Behörden wussten davon
El Kaida plante Giftgasanschlag auf New Yorker U-Bahn

Das Terrornetzwerk El Kaida hatte nach Recherchen eines renommierten US-Journalisten 2003 einen Giftgasanschlag auf die New Yorker U-Bahn geplant.

HB NEW YORK. 45 Tage vor dem vorgesehen Termin habe der Stellvertreter von Osama bin Laden den Plan abgeblasen, wie das Nachrichtenmagazin „Time“ am Sonntag auf seiner Website aus einem Buch des Journalisten Ron Suskind zitierte. Ein Informant aus dem Umfeld der El-Kaida-Führung habe die US-Behörden darüber in Kenntnis gesetzt, dass Ajman al Sawahri das Vorhaben im Januar 2003 abgesagt habe.

Ein solcher Anschlag hätte unter Umständen ebenso viele Menschen das Leben gekostet wie die Terroranschläge vom 11. September 2001. Dabei hätte Hydrogencyanid über ein leicht zu verbergendes System in zahlreichen U-Bahn-Waggons freigesetzt werden sollen. Pläne dafür hatten US-Ermittler auf dem Computer eines im Februar 2003 festgenommenen Islamisten aus Bahrain entdeckt. Ihnen gelang ein funktionierender Nachbau des Systems, das Suskind zufolge für die El Kaida einen Durchbruch in der Waffentechnologie bedeutete. Alle vorherigen Bemühungen, das tödliche Gas bei Anschlägen im großen Stil einzusetzen, scheiterten.

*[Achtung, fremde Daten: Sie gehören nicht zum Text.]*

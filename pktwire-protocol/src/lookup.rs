//! Codec lookup: opcode → codec and message type → codec.

use crate::codec::{MessageCodec, Opcode};
use crate::error::ProtocolError;
use crate::message::{Message, MessageType};
use std::collections::HashMap;
use std::fmt;
use std::sync::Arc;

/// What to do when a registration collides with an existing binding.
#[derive(Debug, Clone, Copy, PartialEq, Eq, Default)]
pub enum RegistrationPolicy {
    /// Fail and keep the existing binding.
    #[default]
    Reject,
    /// Last writer wins. Every binding the new entry displaces is removed,
    /// in both directions.
    Replace,
}

/// Bidirectional codec index for one protocol.
///
/// Populated through `&mut self` while a protocol is being defined. Once it
/// is moved into a protocol only the `&self` lookups remain reachable, so
/// concurrent reads need no locking.
#[derive(Default)]
pub struct CodecLookupService {
    by_opcode: HashMap<Opcode, Arc<MessageCodec>>,
    by_type: HashMap<MessageType, Arc<MessageCodec>>,
}

impl CodecLookupService {
    pub fn new() -> Self {
        Self::default()
    }

    /// Registers a codec, rejecting opcode or message type collisions.
    pub fn register(&mut self, codec: MessageCodec) -> Result<(), ProtocolError> {
        self.register_with(codec, RegistrationPolicy::Reject)
    }

    /// Registers a codec under an explicit collision policy.
    ///
    /// A rejected registration leaves both indices unchanged.
    pub fn register_with(
        &mut self,
        codec: MessageCodec,
        policy: RegistrationPolicy,
    ) -> Result<(), ProtocolError> {
        let opcode = codec.opcode();
        let message_type = codec.message_type();

        match policy {
            RegistrationPolicy::Reject => {
                if let Some(existing) = self.by_opcode.get(&opcode) {
                    return Err(ProtocolError::DuplicateOpcode {
                        opcode,
                        existing: existing.message_type().name(),
                        attempted: message_type.name(),
                    });
                }
                if let Some(existing) = self.by_type.get(&message_type) {
                    return Err(ProtocolError::DuplicateMessageType {
                        message: message_type.name(),
                        existing: existing.opcode(),
                    });
                }
            }
            RegistrationPolicy::Replace => {
                if let Some(old) = self.by_opcode.remove(&opcode) {
                    self.by_type.remove(&old.message_type());
                    tracing::debug!(%opcode, replaced = old.message_type().name(), "replacing codec");
                }
                if let Some(old) = self.by_type.remove(&message_type) {
                    self.by_opcode.remove(&old.opcode());
                }
            }
        }

        let codec = Arc::new(codec);
        self.by_opcode.insert(opcode, codec.clone());
        self.by_type.insert(message_type, codec);
        tracing::trace!(%opcode, message = message_type.name(), "registered codec");
        Ok(())
    }

    pub fn find_by_opcode(&self, opcode: Opcode) -> Option<&Arc<MessageCodec>> {
        self.by_opcode.get(&opcode)
    }

    pub fn find_by_message_type(&self, message_type: MessageType) -> Option<&Arc<MessageCodec>> {
        self.by_type.get(&message_type)
    }

    /// Typed form of [`find_by_message_type`](Self::find_by_message_type).
    pub fn find<M: Message>(&self) -> Option<&Arc<MessageCodec>> {
        self.find_by_message_type(MessageType::of::<M>())
    }

    pub fn len(&self) -> usize {
        self.by_opcode.len()
    }

    pub fn is_empty(&self) -> bool {
        self.by_opcode.is_empty()
    }

    /// Registered opcodes in ascending order.
    pub fn opcodes(&self) -> Vec<Opcode> {
        let mut opcodes: Vec<_> = self.by_opcode.keys().copied().collect();
        opcodes.sort();
        opcodes
    }

    /// Registered codecs in ascending opcode order.
    pub fn codecs(&self) -> Vec<&Arc<MessageCodec>> {
        let mut codecs: Vec<_> = self.by_opcode.values().collect();
        codecs.sort_by_key(|codec| codec.opcode());
        codecs
    }
}

impl fmt::Debug for CodecLookupService {
    fn fmt(&self, f: &mut fmt::Formatter<'_>) -> fmt::Result {
        f.debug_list().entries(self.codecs()).finish()
    }
}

Ein Sprecher der US-Bundespolizei FBI lehnte es am Samstag in Washington ab, Einzelheiten des Berichts zu bestätigen. Ein Sprecher der New Yorker Polizei sagte, die Behörden hätten von dem geplanten Anschlag gewusst. Es seien angemessene Vorsichtsmaßnahmen ergriffen worden. Die New Yorker Verkehrsbehörde lehnte eine Stellungnahme ab.

Dem Bericht zufolge wurde US-Präsident George W. Bush im März 2003 ein Modell der Waffe gezeigt. Als die Information eintraf, dass Al Sawahri den Anschlag abgesagt habe, befürchtete Bush laut Suskind, dass die El Kaida einen noch folgenschwereren Anschlag plane. Die allgemeine Schlussfolgerung sei gewesen, dass El Kaida in einer zweiten Anschlagswelle noch verheerendere Folgen als am 11. September 2001 bewirken wolle.

Der Informant, der sich mit der Al-Kaida-Führung überworfen habe, habe Al Sawahri mit den Anschlägen in Verbindung gebracht, schreibt Suskind. Er sei später von saudi-arabischen Sicherheitskräften getötet worden. Der Auszug aus Suskinds in Kürze erscheinendem Buch „The One Percent Doctrine“ (Die Ein-Prozent-Doktrin) sollte am Montag in der gedruckten Ausgabe von „Time“ erscheinen. Suskind ist ein ehemaliger Reporter des „Wall Street Journal“, er wurde mit dem Pulitzer-Preis ausgezeichnet.